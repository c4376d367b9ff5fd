use std::{
    fmt,
    ops::{Deref, DerefMut},
    ptr,
};

use byteorder::{BigEndian, ByteOrder, LittleEndian, NativeEndian};

use crate::{iterator::BufferIterator, store::ByteStore};

/// Writing cursor over a window of a [`ByteBuffer`](crate::ByteBuffer).
///
/// Obtained only through a mutable borrow of the buffer, from
/// [`prepend`](crate::ByteBuffer::prepend), [`append`](crate::ByteBuffer::append),
/// [`begin_mut`](crate::ByteBuffer::begin_mut) or [`end_mut`](crate::ByteBuffer::end_mut).
/// Writes are confined to the window the buffer owns: the freshly added bytes, or the
/// whole buffer once it holds its store alone. The cursor may move and read anywhere in
/// the buffer through its [`BufferIterator`] half.
pub struct BufferWriter<'a> {
    cursor: BufferIterator<'a>,
    window_start: u32,
    window_end: u32,
}

impl<'a> BufferWriter<'a> {
    pub(crate) fn new(cursor: BufferIterator<'a>, window_start: u32, window_end: u32) -> Self {
        Self { cursor, window_start, window_end }
    }

    /// Returns a read-only copy of the cursor.
    pub fn reader(&self) -> BufferIterator<'a> {
        self.cursor.clone()
    }

    /// Panics unless `[current, current + len)` lies in the window and outside the zero area.
    fn check_writable(&self, len: u32) {
        let current = self.cursor.current;
        assert!(
            current >= self.window_start,
            "attempted to write before the start of the writable window; \
             a trailer serialized more bytes than its serialized size"
        );
        let end = current.checked_add(len);
        assert!(
            end.is_some_and(|end| end <= self.window_end),
            "attempted to write after the end of the writable window; \
             a header serialized more bytes than its serialized size"
        );
        let (zero_start, zero_end) = (self.cursor.zero_start, self.cursor.zero_end);
        let clear_of_zeros = zero_start == zero_end
            || end.is_some_and(|end| end <= zero_start)
            || current >= zero_end;
        assert!(
            clear_of_zeros,
            "attempted to write inside the zero area of the buffer; \
             a chunk serialized more bytes than its serialized size"
        );
    }

    fn store(&self) -> &'a ByteStore {
        self.cursor.store
    }

    /// Writes one byte and advances.
    pub fn write_u8(&mut self, data: u8) {
        self.check_writable(1);
        let index = self.cursor.physical(self.cursor.current);
        self.store().bytes_mut()[index] = data;
        self.cursor.current += 1;
    }

    /// Writes `data` `len` times and advances.
    pub fn write_u8_repeat(&mut self, data: u8, len: u32) {
        if len == 0 {
            return;
        }
        self.check_writable(len);
        let index = self.cursor.physical(self.cursor.current);
        self.store().bytes_mut()[index..index + len as usize].fill(data);
        self.cursor.current += len;
    }

    /// Writes `data` and advances.
    pub fn write(&mut self, data: &[u8]) {
        if data.is_empty() {
            return;
        }
        let len = data.len() as u32;
        self.check_writable(len);
        let index = self.cursor.physical(self.cursor.current);
        self.store().bytes_mut()[index..index + data.len()].copy_from_slice(data);
        self.cursor.current += len;
    }

    /// Writes a 16-bit value in host byte order.
    pub fn write_u16(&mut self, data: u16) {
        let mut buf = [0u8; 2];
        NativeEndian::write_u16(&mut buf, data);
        self.write(&buf);
    }

    /// Writes a 32-bit value in host byte order.
    pub fn write_u32(&mut self, data: u32) {
        let mut buf = [0u8; 4];
        NativeEndian::write_u32(&mut buf, data);
        self.write(&buf);
    }

    /// Writes a 64-bit value in host byte order.
    pub fn write_u64(&mut self, data: u64) {
        let mut buf = [0u8; 8];
        NativeEndian::write_u64(&mut buf, data);
        self.write(&buf);
    }

    /// Writes a 16-bit value in network byte order.
    pub fn write_hton_u16(&mut self, data: u16) {
        let mut buf = [0u8; 2];
        BigEndian::write_u16(&mut buf, data);
        self.write(&buf);
    }

    /// Writes a 32-bit value in network byte order.
    pub fn write_hton_u32(&mut self, data: u32) {
        let mut buf = [0u8; 4];
        BigEndian::write_u32(&mut buf, data);
        self.write(&buf);
    }

    /// Writes a 64-bit value in network byte order.
    pub fn write_hton_u64(&mut self, data: u64) {
        let mut buf = [0u8; 8];
        BigEndian::write_u64(&mut buf, data);
        self.write(&buf);
    }

    /// Writes a 16-bit value least significant byte first.
    pub fn write_htolsb_u16(&mut self, data: u16) {
        let mut buf = [0u8; 2];
        LittleEndian::write_u16(&mut buf, data);
        self.write(&buf);
    }

    /// Writes a 32-bit value least significant byte first.
    pub fn write_htolsb_u32(&mut self, data: u32) {
        let mut buf = [0u8; 4];
        LittleEndian::write_u32(&mut buf, data);
        self.write(&buf);
    }

    /// Writes a 64-bit value least significant byte first.
    pub fn write_htolsb_u64(&mut self, data: u64) {
        let mut buf = [0u8; 8];
        LittleEndian::write_u64(&mut buf, data);
        self.write(&buf);
    }

    /// Copies the bytes between `start` and `end` to the cursor and advances.
    ///
    /// Both range iterators must come from the same buffer. Zero-area bytes of the source
    /// are written as real zeros. The source may live in the same store as this writer.
    pub fn write_from(&mut self, start: &BufferIterator<'_>, end: &BufferIterator<'_>) {
        assert!(ptr::eq(start.store, end.store), "range iterators do not share a store");
        assert!(start.current <= end.current, "range end precedes its start");
        assert!(
            start.zero_start == end.zero_start && start.zero_end == end.zero_end,
            "range iterators come from different buffers"
        );
        let mut size = end.current - start.current;
        if size == 0 {
            return;
        }
        self.check_writable(size);

        let mut from = start.current;
        if from < start.zero_start {
            let n = size.min(start.zero_start - from);
            self.copy_in(start.store, from as usize, n);
            from += n;
            size -= n;
        }
        if size > 0 && from < start.zero_end {
            let n = size.min(start.zero_end - from);
            self.write_u8_repeat(0, n);
            from += n;
            size -= n;
        }
        if size > 0 {
            let n = size.min(start.data_end - from);
            self.copy_in(start.store, (from - start.zero_size()) as usize, n);
        }
    }

    fn copy_in(&mut self, source: &ByteStore, from: usize, len: u32) {
        if len == 0 {
            return;
        }
        let to = self.cursor.physical(self.cursor.current);
        let n = len as usize;
        let store = self.store();
        if ptr::eq(source, store) {
            store.bytes_mut().copy_within(from..from + n, to);
        } else {
            let src = source.bytes();
            store.bytes_mut()[to..to + n].copy_from_slice(&src[from..from + n]);
        }
        self.cursor.current += len;
    }
}

impl<'a> Deref for BufferWriter<'a> {
    type Target = BufferIterator<'a>;

    fn deref(&self) -> &Self::Target {
        &self.cursor
    }
}

impl DerefMut for BufferWriter<'_> {
    fn deref_mut(&mut self) -> &mut Self::Target {
        &mut self.cursor
    }
}

impl fmt::Debug for BufferWriter<'_> {
    fn fmt(&self, f: &mut fmt::Formatter<'_>) -> fmt::Result {
        f.debug_struct("BufferWriter")
            .field("cursor", &self.cursor)
            .field("window_start", &self.window_start)
            .field("window_end", &self.window_end)
            .finish()
    }
}
//! Two-tier compact encoding of metadata records.
//!
//! ```text
//! small:    next u16 | prev u16 | uleb tag | uleb size | chunk uid u16
//! extended: small    | uleb fragment start | uleb fragment end | packet uid u64
//! ```
//!
//! Integers are little-endian. The tag packs `type_uid << 3 | kind << 1 | extended`. A
//! record is written small when it is complete and belongs to the log's own packet.

use byteorder::{ByteOrder, LittleEndian};

use crate::varint;

/// What a recorded byte range holds.
#[derive(Clone, Copy, Debug, PartialEq, Eq, Hash)]
pub enum ItemKind {
    /// Payload bytes with no header structure.
    Payload,
    /// A header pushed at the front of the packet.
    Header,
    /// A trailer pushed at the back of the packet.
    Trailer,
}

impl ItemKind {
    pub(crate) fn to_bits(self) -> u8 {
        match self {
            ItemKind::Payload => 0,
            ItemKind::Header => 1,
            ItemKind::Trailer => 2,
        }
    }

    pub(crate) fn from_bits(bits: u8) -> Option<Self> {
        match bits {
            0 => Some(ItemKind::Payload),
            1 => Some(ItemKind::Header),
            2 => Some(ItemKind::Trailer),
            _ => None,
        }
    }
}

/// Largest chunk type uid the tag can carry.
pub const MAX_TYPE_UID: u32 = (1 << 29) - 1;

const LINKS_LEN: usize = 4;
const CHUNK_UID_LEN: usize = 2;
const PACKET_UID_LEN: usize = 8;

/// One decoded record with its list links.
#[derive(Clone, Copy, Debug, PartialEq, Eq)]
pub(crate) struct Record {
    pub next: u16,
    pub prev: u16,
    pub kind: ItemKind,
    pub type_uid: u32,
    pub size: u32,
    pub chunk_uid: u16,
    pub fragment_start: u32,
    pub fragment_end: u32,
    pub packet_uid: u64,
}

impl Record {
    /// Creates a complete record with no links.
    pub fn complete(kind: ItemKind, type_uid: u32, size: u32, chunk_uid: u16, packet_uid: u64) -> Self {
        assert!(type_uid <= MAX_TYPE_UID, "chunk type uid {} does not fit a metadata tag", type_uid);
        Self {
            next: crate::END,
            prev: crate::END,
            kind,
            type_uid,
            size,
            chunk_uid,
            fragment_start: 0,
            fragment_end: size,
            packet_uid,
        }
    }

    /// Returns the number of bytes of the chunk still present.
    pub fn length(&self) -> u32 {
        self.fragment_end - self.fragment_start
    }

    pub fn is_complete(&self) -> bool {
        self.fragment_start == 0 && self.fragment_end == self.size
    }

    /// Returns true when `next` continues this record's byte range.
    pub fn continued_by(&self, next: &Record) -> bool {
        self.packet_uid == next.packet_uid
            && self.kind == next.kind
            && self.type_uid == next.type_uid
            && self.chunk_uid == next.chunk_uid
            && self.size == next.size
            && next.fragment_start == self.fragment_end
    }

    /// Returns true when the record needs the extended encoding in a log owned by `log_uid`.
    pub fn is_extended(&self, log_uid: u64) -> bool {
        !self.is_complete() || self.packet_uid != log_uid
    }

    fn tag(&self, extended: bool) -> u32 {
        (self.type_uid << 3) | (u32::from(self.kind.to_bits()) << 1) | u32::from(extended)
    }

    /// Returns the encoded length of this record inside a log owned by `log_uid`.
    pub fn encoded_len(&self, log_uid: u64) -> usize {
        let extended = self.is_extended(log_uid);
        let mut len = LINKS_LEN
            + varint::encoded_len(self.tag(extended))
            + varint::encoded_len(self.size)
            + CHUNK_UID_LEN;
        if extended {
            len += varint::encoded_len(self.fragment_start)
                + varint::encoded_len(self.fragment_end)
                + PACKET_UID_LEN;
        }
        len
    }

    /// Encodes the record at the front of `out` and returns the number of bytes written.
    pub fn encode(&self, out: &mut [u8], log_uid: u64) -> usize {
        let extended = self.is_extended(log_uid);
        LittleEndian::write_u16(&mut out[0..], self.next);
        LittleEndian::write_u16(&mut out[2..], self.prev);
        let mut at = LINKS_LEN;
        at += varint::write(&mut out[at..], self.tag(extended));
        at += varint::write(&mut out[at..], self.size);
        LittleEndian::write_u16(&mut out[at..], self.chunk_uid);
        at += CHUNK_UID_LEN;
        if extended {
            at += varint::write(&mut out[at..], self.fragment_start);
            at += varint::write(&mut out[at..], self.fragment_end);
            LittleEndian::write_u64(&mut out[at..], self.packet_uid);
            at += PACKET_UID_LEN;
        }
        at
    }

    /// Decodes a record from the front of `bytes` written by a log owned by `log_uid`.
    pub fn decode(bytes: &[u8], log_uid: u64) -> (Self, usize) {
        let next = LittleEndian::read_u16(&bytes[0..]);
        let prev = LittleEndian::read_u16(&bytes[2..]);
        let mut at = LINKS_LEN;
        let (tag, read) = varint::read(&bytes[at..]);
        at += read;
        let (size, read) = varint::read(&bytes[at..]);
        at += read;
        let chunk_uid = LittleEndian::read_u16(&bytes[at..]);
        at += CHUNK_UID_LEN;

        let kind = ItemKind::from_bits(((tag >> 1) & 0x3) as u8)
            .unwrap_or_else(|| panic!("corrupt metadata record tag {:#x}", tag));
        let mut record = Self {
            next,
            prev,
            kind,
            type_uid: tag >> 3,
            size,
            chunk_uid,
            fragment_start: 0,
            fragment_end: size,
            packet_uid: log_uid,
        };
        if tag & 1 == 1 {
            let (start, read) = varint::read(&bytes[at..]);
            at += read;
            let (end, read) = varint::read(&bytes[at..]);
            at += read;
            record.fragment_start = start;
            record.fragment_end = end;
            record.packet_uid = LittleEndian::read_u64(&bytes[at..]);
            at += PACKET_UID_LEN;
        }
        debug_assert!(record.fragment_start <= record.fragment_end && record.fragment_end <= record.size);
        (record, at)
    }
}

#[cfg(test)]
mod tests {
    use super::*;

    #[test]
    fn test_small_record_layout() {
        let mut record = Record::complete(ItemKind::Header, 5, 20, 0x0102, 9);
        record.next = 0x0010;
        record.prev = crate::END;
        let mut out = [0u8; 32];
        let written = record.encode(&mut out, 9);
        assert_eq!(written, record.encoded_len(9));
        assert_eq!(written, 8);
        assert_eq!(&out[..8], &[0x10, 0x00, 0xff, 0xff, (5 << 3) | (1 << 1), 20, 0x02, 0x01]);
        assert_eq!(Record::decode(&out, 9), (record, 8));
    }

    #[test]
    fn test_foreign_packet_forces_extended() {
        let record = Record::complete(ItemKind::Trailer, 7, 4, 3, 100);
        assert_eq!(record.encoded_len(100), 8);
        assert_eq!(record.encoded_len(101), 8 + 2 + 8);

        let mut out = [0u8; 32];
        let written = record.encode(&mut out, 101);
        assert_eq!(out[4] & 1, 1);
        let (decoded, read) = Record::decode(&out, 101);
        assert_eq!(read, written);
        assert_eq!(decoded.packet_uid, 100);
        assert!(decoded.is_complete());
    }

    #[test]
    fn test_fragment_record_round_trip() {
        let mut record = Record::complete(ItemKind::Payload, 0, 1000, 1, 2);
        record.fragment_start = 200;
        record.fragment_end = 900;
        let mut out = [0u8; 32];
        let written = record.encode(&mut out, 2);
        let (decoded, read) = Record::decode(&out, 2);
        assert_eq!(read, written);
        assert_eq!(decoded, record);
        assert_eq!(decoded.length(), 700);
        assert!(!decoded.is_complete());
    }

    #[test]
    fn test_continued_by() {
        let mut first = Record::complete(ItemKind::Header, 3, 10, 4, 1);
        first.fragment_end = 6;
        let mut second = first;
        second.fragment_start = 6;
        second.fragment_end = 10;
        assert!(first.continued_by(&second));

        second.chunk_uid = 5;
        assert!(!first.continued_by(&second));
        second.chunk_uid = 4;
        second.fragment_start = 7;
        assert!(!first.continued_by(&second));
    }

    #[test]
    #[should_panic(expected = "does not fit")]
    fn test_oversized_type_uid_panics() {
        Record::complete(ItemKind::Header, MAX_TYPE_UID + 1, 1, 0, 0);
    }
}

════════

**EXERCISE AIM**
Review the preceding data and report every line that includes the string "least".

**ANSWER SPACE**
    /// Writes a 16-bit value least significant byte first.
    /// Writes a 32-bit value least significant byte first.
    /// Writes a 64-bit value least significant byte first.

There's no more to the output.